Stored data:
◇ ◇ ◇

/// Initialize the logging system
///
/// This should be called once during startup. Subsequent calls return an error.
///
/// # Errors
///
/// Returns an error if:
/// - Logging is already initialized
/// - The filter string is invalid
pub fn init_logging(config: LoggingConfig) -> Result<()> {
    let filter = build_filter(&config)?;
    let sink_layer = LoggerSinkLayer::new(config.logger_sink.clone(), config.redact_pii);
    let registry = tracing_subscriber::registry().with(filter).with(sink_layer);

    let result = match config.format {
        LogFormat::Pretty => registry
            .with(
                tracing_subscriber::fmt::layer()
                    .pretty()
                    .with_target(config.display_target)
                    .with_thread_ids(config.display_thread_info)
                    .with_thread_names(config.display_thread_info)
                    .with_span_events(span_events(config.enable_spans))
                    .with_writer(io::stderr),
            )
            .try_init(),
        LogFormat::Json => registry
            .with(
                tracing_subscriber::fmt::layer()
                    .json()
                    .flatten_event(true)
                    .with_current_span(config.enable_spans)
                    .with_span_list(config.enable_spans)
                    .with_target(config.display_target)
                    .with_thread_ids(config.display_thread_info)
                    .with_thread_names(config.display_thread_info)
                    .with_writer(io::stderr),
            )
            .try_init(),
        LogFormat::Compact => registry
            .with(
                tracing_subscriber::fmt::layer()
                    .compact()
                    .with_target(config.display_target)
                    .with_thread_ids(config.display_thread_info)
                    .with_thread_names(config.display_thread_info)
                    .with_writer(io::stderr),
            )
            .try_init(),
    };

    result.map_err(|e| Error::Config(format!("Failed to initialize logging: {}", e)))
}

fn span_events(enable: bool) -> tracing_subscriber::fmt::format::FmtSpan {
    if enable {
        tracing_subscriber::fmt::format::FmtSpan::ACTIVE
    } else {
        tracing_subscriber::fmt::format::FmtSpan::NONE
    }
}

fn level_str(level: LogLevel) -> &'static str {
    match level {
        LogLevel::Trace => "trace",
        LogLevel::Debug => "debug",
        LogLevel::Info => "info",
        LogLevel::Warn => "warn",
        LogLevel::Error => "error",
    }
}

fn build_filter(config: &LoggingConfig) -> Result<EnvFilter> {
    let filter_string = if let Some(custom_filter) = &config.filter {
        custom_filter.clone()
    } else {
        // Workspace crates at the configured level, transport crates at warn
        let base_level = level_str(config.level);
        let mut directives: Vec<String> = WORKSPACE_TARGETS
            .iter()
            .map(|target| format!("{}={}", target, base_level))
            .collect();
        directives.extend(
            ["h2=warn", "hyper=warn", "reqwest=warn", "rustls=warn"]
                .iter()
                .map(|d| d.to_string()),
        );
        directives.join(",")
    };

    EnvFilter::try_new(filter_string)
        .map_err(|e| Error::Config(format!("Invalid log filter: {}", e)))
}

/// Layer that forwards events to a `LoggerSink` implementation.
struct LoggerSinkLayer {
    sink: Option<Arc<dyn LoggerSink>>,
    redact: bool,
}

impl LoggerSinkLayer {
    fn new(sink: Option<Arc<dyn LoggerSink>>, redact: bool) -> Self {
        Self { sink, redact }
    }
}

◇ ◇ ◇

Work item
Each line of the entries that contains the word "Self" should be listed.

Task response
    fn new(sink: Option<Arc<dyn LoggerSink>>, redact: bool) -> Self {
        Self { sink, redact }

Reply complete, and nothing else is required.